Thing From Another World

Having said that, however, the film handles the scientists led by Dr.  Carrington in a way that, while clearly presenting them as being in the wrong, nevertheless gives them the benefit of a perspective. Hawks was asked once in an interview if he was criticizing the scientists. He answered:

Oh, it just worked out that way. We had to make it plausible why they let the Thing live, and we did that by turning the scientists into heavies. But it had to be an honest sort of dedication on their part.

That “honest sort of dedication” comes across in the film. Dr. Carrington is clearly fascinated with the visitor from another planet. “There are no enemies in science, only phenomena to be studied,” he argues. While the soldiers are driven by emotion, the good doctor is driven by a desire to understand the workings of the universe. He’s clearly willing to sacrifice for it, too, noting at one point that “Knowledge is more important than life.”

Here’s where The Thing From Another World, in its goofy sci-fi horror romp kind of way, gets at an almost irresolvable tension in the modern world. Captain Hendry wants only to live. Doctor Carrington wants only to understand. The movie sides with Hendry because, as Hawks once told another interviewer, “The best drama for me is the one which shows a man in danger[…]To live or to die. What drama is greater?” Fair enough, the struggle to survive is indeed the essence of good drama. But the doctor has a point, too, doesn’t he? Within the simplified structure of the story here, the doctor is the only one who seems to hold any interest in what a being, with the technological capacity to transverse the stars, might be thinking.

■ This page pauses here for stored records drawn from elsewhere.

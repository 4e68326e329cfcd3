//! Spreadsheet → flat ODS conversion through an external converter.
//!
//! The converter is blocking and slow (it boots an office suite), so the
//! default implementation runs it on the blocking thread pool.

use crate::error::InvoiceMergeError;
use async_trait::async_trait;
use std::path::{Path, PathBuf};
use tracing::info;

/// Produces a flat-text (markup) rendering of a spreadsheet.
#[async_trait]
pub trait SheetConverter: Send + Sync {
    /// Convert `input` into `out_dir` and return the produced file path.
    async fn convert(&self, input: &Path, out_dir: &Path) -> Result<PathBuf, InvoiceMergeError>;
}

/// [`SheetConverter`] driving LibreOffice via `soffice-auto`.
#[derive(Debug, Default, Clone)]
pub struct SofficeConverter {
    /// Explicit executable; located automatically when `None`.
    pub program: Option<PathBuf>,
}

#[async_trait]
impl SheetConverter for SofficeConverter {
    async fn convert(&self, input: &Path, out_dir: &Path) -> Result<PathBuf, InvoiceMergeError> {
        let input = input.to_path_buf();
        let out_dir = out_dir.to_path_buf();
        let program = self.program.clone();
        info!("Converting {} to flat ODS", input.display());

        let produced = tokio::task::spawn_blocking(move || match program {
            Some(p) => soffice_auto::convert_with(&p, &input, &out_dir),
            None => soffice_auto::convert_to_fods(&input, &out_dir),
        })
        .await
        .map_err(|e| InvoiceMergeError::Internal(format!("Converter task panicked: {}", e)))??;

        info!("Converted report written to {}", produced.display());
        Ok(produced)
    }
}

Of course, in the end, he’s just thinking “Mm. Kill. Kill.” The nature of the Thing is much changed from Campbell’s story, and he’s been turned into something that reminds me of Alan Moore’s regenerating-vegetable man take on Swamp Thing. Only dumb. And evil. And bloodsucking.

Thing From Another World

Dr. Carrington is presented as a villain—as scientists so often are in these kinds of movies—because he’s too brainy to see the obvious truth that the Thing is a monster rather than a superior life form. The root of his obtuseness is revealed in a bit of throwaway dialogue where he praises the Thing by saying, “Its development was not handicapped by emotional or sexual factors.” Actor Robert Cornthwaite puts a lusty sort of spin on this line, as if savoring the idea of being free from emotional and sexual complications.

The film presents this as a contrast to Captain Hendry who is chasing Carrington’s secretary Nikki (played by Margaret Sheridan). While Hawks movies are obsessively male-centric, his few female characters tend to be smart and strong. Though he’s a man of action, Hendry seems flustered around Nikki, and the two share an odd scene where she ties him up and feeds him as part of a kinky game. In the end, however, Hendry slips free of his ropes—a sign perhaps that a man of action ultimately knows how to manage sex and emotion in a way that the intellectual cannot.

Psychosexual readings aside, The Thing From Another World presents a world that is caught in the unsteady balance between Us and Them—that is to say, between the normal people and the people who are a little too brainy for their own good.  There’s still a strand of this thinking in popular sci-fi (something like Transcendence, for instance), but it has its counterbalance in films that present the he-men as more of the problem (something like Avatar leans this way). It is a conflict that doesn’t look to be resolved any time soon. In fact, to hear David Marcus tell it, it’s still going to be a problem in the 23rd century.